Ford`s hydraulic hybrid could undercut electric EVs

A fleet of prototype vehicles, powered by a hybrid drive system linking hydraulics to a petrol engine, could be on US roads by the end of the decade. Ford and the US Environmental Protection Agency (EPA) are developing the technology together, and claim that it could offer cost and performance advantages over electric hybrid systems.

Instead of the motor-generator and batteries used to store energy in a hybrid-electric drive system, the new system uses hydraulic motors and pumps to recover energy from the high-efficiency engine and brakes, and stores this in accumulators. Ford and the EPA say that the system could be more efficient than electric storage and that the tanks should be lighter and cheaper than batteries. The hydraulic technology is also expected to produce more torque than an electric system.

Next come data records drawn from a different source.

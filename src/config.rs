//! Configuration types.

use std::path::PathBuf;

use secrecy::SecretString;

use crate::error::ConfigError;
use crate::llm::GenerationParams;
use crate::pipeline::matcher::MatchConfig;

/// Candidate models in priority order. Later entries draw on separate quota.
pub const DEFAULT_MODELS: &[&str] = &[
    "gemini-2.0-flash",
    "gemini-2.5-flash",
    "gemini-2.0-flash-lite",
    "gemini-2.5-flash-lite",
];

/// Default staff directory location (written by the directory ETL job).
pub const DEFAULT_DIRECTORY_PATH: &str = "data/researcher_db.json";

/// Public generative-language endpoint.
pub const DEFAULT_GEMINI_BASE_URL: &str = "https://generativelanguage.googleapis.com";

/// Classifier configuration.
#[derive(Debug, Clone)]
pub struct ClassifierConfig {
    /// Backend credential.
    pub api_key: SecretString,
    /// Backend base URL.
    pub base_url: String,
    /// Candidate model identifiers, highest priority first.
    pub models: Vec<String>,
    /// Staff directory JSON path.
    pub directory_path: PathBuf,
    /// Generation parameters for the classification call.
    pub generation: GenerationParams,
    /// Generation parameters for model probes.
    pub probe: GenerationParams,
    /// Staff matching weights and limit.
    pub matching: MatchConfig,
}

impl ClassifierConfig {
    /// Build a config with defaults around the given credential.
    pub fn new(api_key: SecretString) -> Self {
        Self {
            api_key,
            base_url: DEFAULT_GEMINI_BASE_URL.to_string(),
            models: DEFAULT_MODELS.iter().map(|m| m.to_string()).collect(),
            directory_path: PathBuf::from(DEFAULT_DIRECTORY_PATH),
            generation: GenerationParams::classification(),
            probe: GenerationParams::probe(),
            matching: MatchConfig::default(),
        }
    }

    /// Load configuration from the environment.
    ///
    /// `GEMINI_API_KEY` (or `GOOGLE_API_KEY`) is required; everything else
    /// falls back to defaults.
    pub fn from_env() -> Result<Self, ConfigError> {
        let api_key = std::env::var("GEMINI_API_KEY")
            .or_else(|_| std::env::var("GOOGLE_API_KEY"))
            .ok()
            .filter(|k| !k.trim().is_empty())
            .ok_or_else(|| ConfigError::MissingRequired {
                key: "GEMINI_API_KEY".to_string(),
                hint: "export GEMINI_API_KEY='your-key' (GOOGLE_API_KEY is also accepted)"
                    .to_string(),
            })?;

        let mut config = Self::new(SecretString::from(api_key));

        if let Ok(url) = std::env::var("GEMINI_BASE_URL") {
            config.base_url = url.trim_end_matches('/').to_string();
        }

        if let Ok(raw) = std::env::var("EMAIL_ROUTER_MODELS") {
            let models = parse_model_list(&raw);
            if models.is_empty() {
                return Err(ConfigError::InvalidValue {
                    key: "EMAIL_ROUTER_MODELS".to_string(),
                    message: "expected a comma-separated list of model names".to_string(),
                });
            }
            config.models = models;
        }

        if let Ok(path) = std::env::var("EMAIL_ROUTER_DIRECTORY") {
            config.directory_path = PathBuf::from(path);
        }

        config.matching.limit = std::env::var("EMAIL_ROUTER_MATCH_LIMIT")
            .ok()
            .and_then(|s| s.parse().ok())
            .unwrap_or(config.matching.limit);

        Ok(config)
    }
}

/// Split a comma-separated model list, dropping blanks.
pub fn parse_model_list(raw: &str) -> Vec<String> {
    raw.split(',')
        .map(|s| s.trim().to_string())
        .filter(|s| !s.is_empty())
        .collect()
}
//! Fixed classification taxonomy: categories and urgency levels.
//!
//! Built once at startup and handed to the prompt builder, orchestrator and
//! report renderer as a read-only value.

use serde::{Deserialize, Serialize};

/// A label with its human-readable description.
#[derive(Debug, Clone, PartialEq, Eq, Serialize, Deserialize)]
pub struct TaxonomyEntry {
    pub label: String,
    pub description: String,
}

impl TaxonomyEntry {
    pub fn new(label: impl Into<String>, description: impl Into<String>) -> Self {
        Self {
            label: label.into(),
            description: description.into(),
        }
    }
}

/// Ordered categories and urgency levels.
#[derive(Debug, Clone)]
pub struct Taxonomy {
    pub categories: Vec<TaxonomyEntry>,
    pub urgency_levels: Vec<TaxonomyEntry>,
    /// Catch-all category used when the backend omits one.
    pub fallback_category: String,
    /// Mid-severity level used when the backend omits one.
    pub default_urgency: String,
}

impl Taxonomy {
    /// Taxonomy for inbound mail at a cosmetics OEM/ODM research centre.
    pub fn cosmetics_oem() -> Self {
        let categories = vec![
            TaxonomyEntry::new("원료_문의", "원료 관련 문의, 원료 스펙, 원료 추천, 원료 변경"),
            TaxonomyEntry::new("처방_요청", "신제품 처방 개발, 처방 변경, 처방 최적화 요청"),
            TaxonomyEntry::new("품질_이슈", "제품 품질 문제, 클레임, 불량, 안정성 이슈"),
            TaxonomyEntry::new("일정_조율", "개발 일정, 납기, 미팅 일정, 샘플 일정"),
            TaxonomyEntry::new("규제_인허가", "인허가, 규제, 성분 규제, 수출 규정, INCI"),
            TaxonomyEntry::new("샘플_요청", "샘플 제작, 샘플 발송, 시제품 요청"),
            TaxonomyEntry::new("기술_검토", "기술 검토, 특허, 기술 자문, 공정 문의"),
            TaxonomyEntry::new("견적_계약", "견적서, 단가, 계약, MOQ, 거래 조건"),
            TaxonomyEntry::new("기타", "위 카테고리에 해당하지 않는 일반 문의"),
        ];
        let urgency_levels = vec![
            TaxonomyEntry::new("긴급", "즉시 대응 필요 (품질 사고, 라인 중단, 클레임 등)"),
            TaxonomyEntry::new("높음", "당일 또는 익일 대응 필요 (납기 임박, 고객 긴급 요청)"),
            TaxonomyEntry::new("보통", "일반적인 업무 처리 (3-5일 내 대응)"),
            TaxonomyEntry::new("낮음", "참고/정보 공유 성격 (일주일 이내 대응)"),
        ];
        Self {
            categories,
            urgency_levels,
            fallback_category: "기타".to_string(),
            default_urgency: "보통".to_string(),
        }
    }

    pub fn category_description(&self, label: &str) -> Option<&str> {
        find(&self.categories, label).map(|e| e.description.as_str())
    }

    pub fn urgency_description(&self, label: &str) -> Option<&str> {
        find(&self.urgency_levels, label).map(|e| e.description.as_str())
    }

    pub fn is_known_category(&self, label: &str) -> bool {
        find(&self.categories, label).is_some()
    }

    pub fn is_known_urgency(&self, label: &str) -> bool {
        find(&self.urgency_levels, label).is_some()
    }

    /// Position of an urgency level, most severe first.
    pub fn urgency_rank(&self, label: &str) -> Option<usize> {
        self.urgency_levels.iter().position(|e| e.label == label)
    }

    /// Category lines for the prompt, in declaration order.
    pub fn render_categories(&self) -> String {
        render(&self.categories)
    }

    /// Urgency lines for the prompt, in declaration order.
    pub fn render_urgency_levels(&self) -> String {
        render(&self.urgency_levels)
    }

    /// Urgency labels joined with `/`, as shown in the output schema.
    pub fn urgency_choices(&self) -> String {
        self.urgency_levels
            .iter()
            .map(|e| e.label.as_str())
            .collect::<Vec<_>>()
            .join("/")
    }
}

impl Default for Taxonomy {
    fn default() -> Self {
        Self::cosmetics_oem()
    }
}

fn find<'a>(entries: &'a [TaxonomyEntry], label: &str) -> Option<&'a TaxonomyEntry> {
    entries.iter().find(|e| e.label == label)
}

fn render(entries: &[TaxonomyEntry]) -> String {
    entries
        .iter()
        .map(|e| format!("  - {}: {}", e.label, e.description))
        .collect::<Vec<_>>()
        .join("\n")
}
use crate::*;
pub use fixed::*;
pub use random::*;

mod fixed;
mod random;

/// Source of the hidden values of a stopping game.
pub trait TileGenerator {
    fn generate(self, config: StoppingConfig) -> TileLayout;
}

/// Source of the starting arrangement of a sliding puzzle.
pub trait BoardGenerator {
    fn generate(self, config: PuzzleConfig) -> BoardLayout;
}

The technology was originally developed and patented by the EPA`s National Vehicle and Fuel Emissions Laboratory in Michigan. It was refined under an earlier agreement with Ford. The two partners will both contribute personnel, and will share the costs of the new project, which are expected to run into millions of dollars. Others involved in the project include the Eaton Corporation and FEV Engine Technology.

The technology will probably be used initially to improve the fuel economy of small trucks and SUVs (sports utility vehicles).

"Hydraulic hybrid technology holds great promise for our customers and for our society," says Gerhard Schmidt, Ford`s vice-president for research. But he adds that "significant hurdles remain" in developing and proving the technology.